Participant hereby agrees that, if applicable, Company may withhold
from Participant’s wages or other remuneration the applicable
taxes. At the discretion of Company, the applicable taxes may be
withheld in kind from the Shares otherwise deliverable to
Participant on exercise of the Options, up to Participant’s
minimum required withholding rate or such other rate determined by
the Committee that will not trigger a negative accounting
impact.
5. Termination
of Options.
(a) Termination
Upon Expiration of Option Term. The Options shall terminate
and expire in their entirety on the Option Expiration Date.

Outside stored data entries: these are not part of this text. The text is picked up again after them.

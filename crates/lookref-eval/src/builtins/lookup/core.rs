//! Classic lookup essentials: MATCH, VLOOKUP, HLOOKUP, LOOKUP.
//!
//! Implementation notes:
//! - all four share one [`Matcher`]; approximate modes run a bisect-right
//!   over the trimmed window, exact mode a linear scan (wildcards for text
//!   targets unless disabled in [`EvalConfig`])
//! - an error target is returned unchanged before any shape check
//! - after that: domain checks (`#VALUE!`), bounds checks (`#REF!`),
//!   then not-found (`#N/A`)

use lookref_common::{ExcelError, ExcelErrorKind, LiteralValue, grid_dims};

use crate::builtins::utils::{
    Shaped, arg, as_vector, int_arg, number_arg, opt_bool_arg, scalar_arg, shaped_arg,
};
use crate::config::EvalConfig;
use crate::function::{FnCaps, Function};
use crate::matcher::{ColumnView, MatchMode, Matcher};
use crate::traits::{CalcValue, FunctionContext};

fn not_found() -> ExcelError {
    ExcelError::new(ExcelErrorKind::Na)
}

fn pass_through(target: &LiteralValue) -> Result<(), ExcelError> {
    match target {
        LiteralValue::Error(e) => Err(e.clone()),
        _ => Ok(()),
    }
}

/// MATCH over an already-shaped array.
///
/// A single-row array is searched along the row; anything else along its
/// first column.
pub fn match_position(
    target: &LiteralValue,
    lookup_array: &[Vec<LiteralValue>],
    match_type: f64,
    config: &EvalConfig,
) -> Result<i64, ExcelError> {
    pass_through(target)?;
    let matcher = Matcher::new(target, MatchMode::from_match_type(match_type), config);
    let found = match lookup_array {
        [row] => matcher.find(row.as_slice()),
        rows => matcher.find(&ColumnView::new(rows, 0)),
    };
    found.map(|p| p as i64).ok_or_else(not_found)
}

/// VLOOKUP over an already-shaped table.
pub fn vlookup(
    target: &LiteralValue,
    table: &[Vec<LiteralValue>],
    column_index: i64,
    approximate: bool,
    config: &EvalConfig,
) -> Result<LiteralValue, ExcelError> {
    pass_through(target)?;
    let (_, width) = grid_dims(table);
    if column_index < 1 {
        return Err(ExcelError::new(ExcelErrorKind::Value)
            .with_message(format!("column index {column_index} must be at least 1")));
    }
    if column_index as usize > width {
        return Err(ExcelError::new(ExcelErrorKind::Ref)
            .with_message(format!("column index {column_index} beyond table width {width}")));
    }
    let pos = Matcher::new(target, MatchMode::from_approximate(approximate), config)
        .find(&ColumnView::new(table, 0))
        .ok_or_else(not_found)?;
    project(table, pos - 1, column_index as usize - 1)
}

/// HLOOKUP over an already-shaped table.
pub fn hlookup(
    target: &LiteralValue,
    table: &[Vec<LiteralValue>],
    row_index: i64,
    approximate: bool,
    config: &EvalConfig,
) -> Result<LiteralValue, ExcelError> {
    pass_through(target)?;
    let (height, _) = grid_dims(table);
    if row_index < 1 {
        return Err(ExcelError::new(ExcelErrorKind::Value)
            .with_message(format!("row index {row_index} must be at least 1")));
    }
    if row_index as usize > height {
        return Err(ExcelError::new(ExcelErrorKind::Ref)
            .with_message(format!("row index {row_index} beyond table height {height}")));
    }
    let pos = Matcher::new(target, MatchMode::from_approximate(approximate), config)
        .find(table[0].as_slice())
        .ok_or_else(not_found)?;
    project(table, row_index as usize - 1, pos - 1)
}

/// LOOKUP, vector or array form. Always an ascending search.
///
/// Without `result_vector` the array form applies: a table at least as
/// tall as it is wide is searched down its first column and answered from
/// its last column, otherwise across its first row and answered from its
/// last row. A supplied result must be one row or one column (`#N/A`
/// otherwise); a match past its end is `#REF!`.
pub fn lookup(
    target: &LiteralValue,
    lookup_array: &[Vec<LiteralValue>],
    result_vector: Option<&[Vec<LiteralValue>]>,
    config: &EvalConfig,
) -> Result<LiteralValue, ExcelError> {
    pass_through(target)?;
    let result = match result_vector {
        Some(grid) => Some(as_vector(grid).ok_or_else(|| {
            not_found().with_message("result_vector must be a single row or column")
        })?),
        None => None,
    };
    let (height, width) = grid_dims(lookup_array);
    if height == 0 || width == 0 {
        return Err(not_found());
    }
    let matcher = Matcher::new(target, MatchMode::Ascending, config);
    let (pos, answers): (usize, Vec<LiteralValue>) = if width <= height {
        let pos = matcher.find(&ColumnView::new(lookup_array, 0)).ok_or_else(not_found)?;
        let answers = result.unwrap_or_else(|| {
            lookup_array
                .iter()
                .map(|row| row.get(width - 1).cloned().unwrap_or(LiteralValue::Empty))
                .collect()
        });
        (pos, answers)
    } else {
        let pos = matcher.find(lookup_array[0].as_slice()).ok_or_else(not_found)?;
        let answers = result.unwrap_or_else(|| lookup_array[height - 1].clone());
        (pos, answers)
    };
    answers
        .get(pos - 1)
        .cloned()
        .ok_or_else(|| {
            ExcelError::new(ExcelErrorKind::Ref)
                .with_message("result vector shorter than the match position")
        })
}

fn project(table: &[Vec<LiteralValue>], row: usize, col: usize) -> Result<LiteralValue, ExcelError> {
    table
        .get(row)
        .and_then(|r| r.get(col))
        .cloned()
        .ok_or_else(|| ExcelError::new(ExcelErrorKind::Ref))
}

/// Materialise a table argument; a plain scalar is not a table.
fn table_arg(value: &CalcValue, ctx: &dyn FunctionContext) -> Result<Vec<Vec<LiteralValue>>, ExcelError> {
    match shaped_arg(value, ctx)? {
        Shaped::Grid(grid) => Ok(grid),
        Shaped::Scalar(LiteralValue::Error(e)) => Err(e),
        Shaped::Scalar(_) => Err(not_found().with_message("lookup table is not an array")),
    }
}

#[derive(Debug)]
pub struct MatchFn;

/// Returns the 1-based position of a value within a single row or column.
///
/// # Remarks
/// - `match_type` > 0 (default 1): largest value `<=` target, data sorted ascending.
/// - `match_type` = 0: first exact match; text targets may use `*`, `?` and `~`.
/// - `match_type` < 0: smallest value `>=` target, data sorted descending.
/// - Values of another type than the target are never matched.
/// - No match returns `#N/A`.
impl Function for MatchFn {
    fn name(&self) -> &'static str {
        "MATCH"
    }
    fn min_args(&self) -> usize {
        2
    }
    fn max_args(&self) -> Option<usize> {
        Some(3)
    }
    fn caps(&self) -> FnCaps {
        FnCaps::PURE | FnCaps::LOOKUP
    }
    fn eval(&self, args: &[CalcValue], ctx: &dyn FunctionContext) -> Result<CalcValue, ExcelError> {
        let target = scalar_arg(&args[0], ctx);
        pass_through(&target)?;
        let match_type = match arg(args, 2) {
            Some(v) => number_arg(v, ctx)?,
            None => 1.0,
        };
        let table = table_arg(&args[1], ctx)?;
        let pos = match_position(&target, &table, match_type, ctx.config())?;
        Ok(CalcValue::Scalar(LiteralValue::Int(pos)))
    }
}

#[derive(Debug)]
pub struct VLookupFn;

/// Looks a value up in the first column of a table and returns the value in
/// the same row from another column.
///
/// # Remarks
/// - `range_lookup` TRUE (the default) assumes the first column is sorted
///   ascending and returns the last row `<=` the target.
/// - `col_index_num` below 1 returns `#VALUE!`; beyond the table width `#REF!`.
/// - A table that is not an array returns `#N/A`.
impl Function for VLookupFn {
    fn name(&self) -> &'static str {
        "VLOOKUP"
    }
    fn min_args(&self) -> usize {
        3
    }
    fn max_args(&self) -> Option<usize> {
        Some(4)
    }
    fn caps(&self) -> FnCaps {
        FnCaps::PURE | FnCaps::LOOKUP
    }
    fn eval(&self, args: &[CalcValue], ctx: &dyn FunctionContext) -> Result<CalcValue, ExcelError> {
        let target = scalar_arg(&args[0], ctx);
        pass_through(&target)?;
        let table = table_arg(&args[1], ctx)?;
        let column_index = int_arg(&args[2], ctx)?;
        let approximate = opt_bool_arg(args, 3, ctx.config().vlookup_approximate_default, ctx)?;
        vlookup(&target, &table, column_index, approximate, ctx.config()).map(CalcValue::from)
    }
}

#[derive(Debug)]
pub struct HLookupFn;

/// Horizontal counterpart of `VLOOKUP`: searches the first row and returns
/// from the row at `row_index_num`.
impl Function for HLookupFn {
    fn name(&self) -> &'static str {
        "HLOOKUP"
    }
    fn min_args(&self) -> usize {
        3
    }
    fn max_args(&self) -> Option<usize> {
        Some(4)
    }
    fn caps(&self) -> FnCaps {
        FnCaps::PURE | FnCaps::LOOKUP
    }
    fn eval(&self, args: &[CalcValue], ctx: &dyn FunctionContext) -> Result<CalcValue, ExcelError> {
        let target = scalar_arg(&args[0], ctx);
        pass_through(&target)?;
        let table = table_arg(&args[1], ctx)?;
        let row_index = int_arg(&args[2], ctx)?;
        let approximate = opt_bool_arg(args, 3, ctx.config().vlookup_approximate_default, ctx)?;
        hlookup(&target, &table, row_index, approximate, ctx.config()).map(CalcValue::from)
    }
}

#[derive(Debug)]
pub struct LookupFn;

/// `LOOKUP(lookup_value, lookup_vector, [result_vector])` and the array form
/// `LOOKUP(lookup_value, array)`.
///
/// # Remarks
/// - Always an approximate (ascending) search.
/// - A `result_vector` that is not a single row or column returns `#N/A`.
/// - A match past the end of `result_vector` returns `#REF!`.
impl Function for LookupFn {
    fn name(&self) -> &'static str {
        "LOOKUP"
    }
    fn min_args(&self) -> usize {
        2
    }
    fn max_args(&self) -> Option<usize> {
        Some(3)
    }
    fn caps(&self) -> FnCaps {
        FnCaps::PURE | FnCaps::LOOKUP
    }
    fn eval(&self, args: &[CalcValue], ctx: &dyn FunctionContext) -> Result<CalcValue, ExcelError> {
        let target = scalar_arg(&args[0], ctx);
        pass_through(&target)?;
        let table = match shaped_arg(&args[1], ctx)? {
            Shaped::Grid(grid) => grid,
            Shaped::Scalar(LiteralValue::Error(e)) => return Err(e),
            Shaped::Scalar(v) => vec![vec![v]],
        };
        let result = match arg(args, 2) {
            Some(v) => Some(table_arg(v, ctx)?),
            None => None,
        };
        lookup(&target, &table, result.as_deref(), ctx.config()).map(CalcValue::from)
    }
}

pub fn register_builtins() {
    use std::sync::Arc;
    crate::function_registry::register_function(Arc::new(MatchFn));
    crate::function_registry::register_function(Arc::new(VLookupFn));
    crate::function_registry::register_function(Arc::new(HLookupFn));
    crate::function_registry::register_function(Arc::new(LookupFn));
}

In no
event may Participant exercise the Options after the Option
Expiration Date, even if the application of another provision of
this Section 5 may result in an extension of the exercise period
for the Options beyond the Option Expiration Date.
(b) Termination
of Employment.
(i) Termination
of Employment Other Than Due to Death, Disability or
Cause.
(1) Participant
may exercise the vested portion of the Options for a period of
ninety (90) days (but in no event later than the Option Expiration
Date) following any termination of Participant’s employment
with Company, either by Participant or Company, other than in the
event of a termination of Participant’s employment by Company
for Cause (as defined below), voluntary termination by Participant
without Good Reason (as defined below) or by reason of
Participant’s death or Disability (as defined below). In the
event the termination of Participant’s employment is by
Company without Cause or by Participant for Good Reason, any
unvested portion of the Options shall become immediately and fully
vested as of the date of such termination.
(2) In
the event of a voluntary termination of employment with the Company
by Participant without Good Reason, (i) unvested Options as of the
date of termination shall immediately terminate in their entirety
and shall thereafter not be exercisable to any extent whatsoever;
and (ii) Participant may exercise any portion of the Options that
are vested as of the date of termination for a period of ninety
(90) days (but in no event later than the Option Expiration Date)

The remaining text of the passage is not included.